START Listed records

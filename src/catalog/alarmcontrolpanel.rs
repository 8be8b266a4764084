//! Discovery payload of the `alarm_control_panel` component, generated by `discovery-gen`.

use crate::model::{fallback_id, Announce, Availability, Component, Device};
use crate::utils::is_default;
use std::borrow::Cow;

/// Discovery payload of a `alarm_control_panel` entity.
#[derive(Clone, Debug, Default, PartialEq, Eq, serde::Deserialize, serde::Serialize)]
#[cfg_attr(feature = "schemars", derive(schemars::JsonSchema))]
#[serde(default)]
pub struct AlarmControlPanel {
    /// A list of MQTT topics subscribed to receive availability (online/offline) updates. Must not
    /// be used together with `availability_topic`.
    #[serde(skip_serializing_if = "Vec::is_empty")]
    pub availability: Vec<Availability>,

    /// When `availability` is configured, this controls the conditions needed to set the entity to
    /// `available`. Valid entries are `all`, `any`, and `latest`. If set to `all`,
    /// `payload_available` must be received on all configured availability topics before the entity
    /// is marked as online. If set to `any`, `payload_available` must be received on at least one
    /// configured availability topic before the entity is marked as online. If set to `latest`, the
    /// last `payload_available` or `payload_not_available` received on any configured availability
    /// topic controls the availability.
    ///
    /// Default: `latest`
    #[serde(skip_serializing_if = "String::is_empty")]
    pub availability_mode: String,

    /// Defines a
    /// [template](/docs/configuration/templating/#using-templates-with-the-mqtt-integration) to
    /// extract device's availability from the `availability_topic`. To determine the devices's
    /// availability result of this template will be compared to `payload_available` and
    /// `payload_not_available`.
    #[serde(skip_serializing_if = "String::is_empty")]
    pub availability_template: String,

    /// The MQTT topic subscribed to receive availability (online/offline) updates. Must not be used
    /// together with `availability`.
    #[serde(skip_serializing_if = "String::is_empty")]
    pub availability_topic: String,

    /// If defined, specifies a code to enable or disable the alarm in the frontend. Note that the
    /// code is validated locally and blocks sending MQTT messages to the remote device. For remote
    /// code validation, the code can be configured to either of the special values `REMOTE_CODE`
    /// (numeric code) or `REMOTE_CODE_TEXT` (text code). In this case, local code validation is
    /// bypassed but the frontend will still show a numeric or text code dialog. Use
    /// `command_template` to send the code to the remote device. Example configurations for remote
    /// code validation [can be found here](#configurations-with-remote-code-validation)
    #[serde(skip_serializing_if = "String::is_empty")]
    pub code: String,

    /// If true the code is required to arm the alarm. If false the code is not validated.
    ///
    /// Default: `true`
    #[serde(skip_serializing_if = "is_default")]
    pub code_arm_required: bool,

    /// If true the code is required to disarm the alarm. If false the code is not validated.
    ///
    /// Default: `true`
    #[serde(skip_serializing_if = "is_default")]
    pub code_disarm_required: bool,

    /// If true the code is required to trigger the alarm. If false the code is not validated.
    ///
    /// Default: `true`
    #[serde(skip_serializing_if = "is_default")]
    pub code_trigger_required: bool,

    /// The [template](/docs/configuration/templating/#using-templates-with-the-mqtt-integration)
    /// used for the command payload. Available variables: `action` and `code`.
    ///
    /// Default: `action`
    #[serde(skip_serializing_if = "String::is_empty")]
    pub command_template: String,

    /// The MQTT topic to publish commands to change the alarm state.
    pub command_topic: String,

    /// Information about the device this alarm panel is a part of to tie it into the [device
    /// registry](https://developers.home-assistant.io/docs/en/device_registry_index.html). Only
    /// works when [`unique_id`](#unique_id) is set. At least one of identifiers or connections must
    /// be present to identify the device.
    #[serde(skip_serializing_if = "Option::is_none")]
    pub device: Option<Device>,

    /// Flag which defines if the entity should be enabled when first added.
    ///
    /// Default: `true`
    #[serde(skip_serializing_if = "is_default")]
    pub enabled_by_default: bool,

    /// The encoding of the payloads received and published messages. Set to `""` to disable
    /// decoding of incoming payload.
    ///
    /// Default: `utf-8`
    #[serde(skip_serializing_if = "String::is_empty")]
    pub encoding: String,

    /// The [category](https://developers.home-assistant.io/docs/core/entity#generic-properties) of
    /// the entity.
    #[serde(skip_serializing_if = "String::is_empty")]
    pub entity_category: String,

    /// Picture URL for the entity.
    #[serde(skip_serializing_if = "String::is_empty")]
    pub entity_picture: String,

    /// [Icon](/docs/configuration/customizing-devices/#icon) for the entity.
    #[serde(skip_serializing_if = "String::is_empty")]
    pub icon: String,

    /// Defines a
    /// [template](/docs/configuration/templating/#using-templates-with-the-mqtt-integration) to
    /// extract the JSON dictionary from messages received on the `json_attributes_topic`. Usage
    /// example can be found in [MQTT
    /// sensor](/integrations/sensor.mqtt/#json-attributes-template-configuration) documentation.
    #[serde(skip_serializing_if = "String::is_empty")]
    pub json_attributes_template: String,

    /// The MQTT topic subscribed to receive a JSON dictionary payload and then set as sensor
    /// attributes. Usage example can be found in [MQTT
    /// sensor](/integrations/sensor.mqtt/#json-attributes-topic-configuration) documentation.
    #[serde(skip_serializing_if = "String::is_empty")]
    pub json_attributes_topic: String,

    /// The name of the alarm. Can be set to `null` if only the device name is relevant.
    ///
    /// Default: `MQTT Alarm`
    #[serde(skip_serializing_if = "String::is_empty")]
    pub name: String,

    /// Used instead of `name` for automatic generation of `entity_id`.
    #[serde(skip_serializing_if = "String::is_empty")]
    pub object_id: String,

    /// The payload to set armed-away mode on your Alarm Panel.
    ///
    /// Default: `ARM_AWAY`
    #[serde(skip_serializing_if = "String::is_empty")]
    pub payload_arm_away: String,

    /// The payload to set armed-custom-bypass mode on your Alarm Panel.
    ///
    /// Default: `ARM_CUSTOM_BYPASS`
    #[serde(skip_serializing_if = "String::is_empty")]
    pub payload_arm_custom_bypass: String,

    /// The payload to set armed-home mode on your Alarm Panel.
    ///
    /// Default: `ARM_HOME`
    #[serde(skip_serializing_if = "String::is_empty")]
    pub payload_arm_home: String,

    /// The payload to set armed-night mode on your Alarm Panel.
    ///
    /// Default: `ARM_NIGHT`
    #[serde(skip_serializing_if = "String::is_empty")]
    pub payload_arm_night: String,

    /// The payload to set armed-vacation mode on your Alarm Panel.
    ///
    /// Default: `ARM_VACATION`
    #[serde(skip_serializing_if = "String::is_empty")]
    pub payload_arm_vacation: String,

    /// The payload that represents the available state.
    ///
    /// Default: `online`
    #[serde(skip_serializing_if = "String::is_empty")]
    pub payload_available: String,

    /// The payload to disarm your Alarm Panel.
    ///
    /// Default: `DISARM`
    #[serde(skip_serializing_if = "String::is_empty")]
    pub payload_disarm: String,

    /// The payload that represents the unavailable state.
    ///
    /// Default: `offline`
    #[serde(skip_serializing_if = "String::is_empty")]
    pub payload_not_available: String,

    /// The payload to trigger the alarm on your Alarm Panel.
    ///
    /// Default: `TRIGGER`
    #[serde(skip_serializing_if = "String::is_empty")]
    pub payload_trigger: String,

    /// Must be `alarm_control_panel`. Only allowed and required in [MQTT auto discovery device
    /// messages](/integrations/mqtt/#device-discovery-payload)
    pub platform: String,

    /// The maximum QoS level to be used when receiving and publishing messages.
    ///
    /// Default: `0`
    #[serde(skip_serializing_if = "is_default")]
    pub qos: i64,

    /// If the published message should have the retain flag on or not.
    ///
    /// Default: `false`
    #[serde(skip_serializing_if = "is_default")]
    pub retain: bool,

    /// The MQTT topic subscribed to receive state updates. A "None" payload resets to an `unknown`
    /// state. An empty payload is ignored. Valid state payloads are: `armed_away`,
    /// `armed_custom_bypass`, `armed_home`, `armed_night`, `armed_vacation`, `arming`, `disarmed`,
    /// `disarming` `pending` and `triggered`.
    pub state_topic: String,

    /// A list of features that the alarm control panel supports. The available list options are
    /// `arm_home`, `arm_away`, `arm_night`, `arm_vacation`, `arm_custom_bypass`, and `trigger`.
    ///
    /// Default: `[arm_home arm_away arm_night arm_vacation arm_custom_bypass trigger]`
    #[serde(skip_serializing_if = "String::is_empty")]
    pub supported_features: String,

    /// An ID that uniquely identifies this alarm panel. If two alarm panels have the same unique
    /// ID, Home Assistant will raise an exception. Required when used with device-based discovery.
    #[serde(skip_serializing_if = "String::is_empty")]
    pub unique_id: String,

    /// Defines a
    /// [template](/docs/configuration/templating/#using-templates-with-the-mqtt-integration) to
    /// extract the value.
    #[serde(skip_serializing_if = "String::is_empty")]
    pub value_template: String,
}

impl Announce for AlarmControlPanel {
    const COMPONENT: Component = Component::AlarmControlPanel;

    fn object_id(&self) -> Cow<'_, str> {
        if !self.unique_id.is_empty() {
            Cow::Borrowed(self.unique_id.as_str())
        } else if !self.name.is_empty() {
            Cow::Borrowed(self.name.as_str())
        } else {
            Cow::Owned(fallback_id(self))
        }
    }
}
use std::ops::Range;
use std::path::PathBuf;

#[derive(Debug, thiserror::Error)]
pub enum Error {
    #[error("failed to fetch document")]
    Fetch(#[from] ureq::Error),
    #[error("failed to read {}", path.display())]
    Read {
        path: PathBuf,
        #[source]
        source: std::io::Error,
    },
    #[error("document has no '{0}' marker")]
    MissingMarker(&'static str),
    #[error("malformed configuration block at bytes {}..{}", range.start, range.end)]
    Yaml {
        range: Range<usize>,
        #[source]
        source: serde_yaml::Error,
    },
    #[error("option '{option}' has an unresolvable type: {declared}")]
    UnresolvedType { option: String, declared: String },
    #[error("options '{first}' and '{second}' both map to the field '{ident}'")]
    Collision {
        ident: String,
        first: String,
        second: String,
    },
    #[error("failed to render source")]
    Format(#[from] std::fmt::Error),
    #[error("failed to write {}", path.display())]
    Write {
        path: PathBuf,
        #[source]
        source: std::io::Error,
    },
}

END Listed records

(What this task involves): Say only how many lines among the entries above contain the string "from".

(Task answer): 4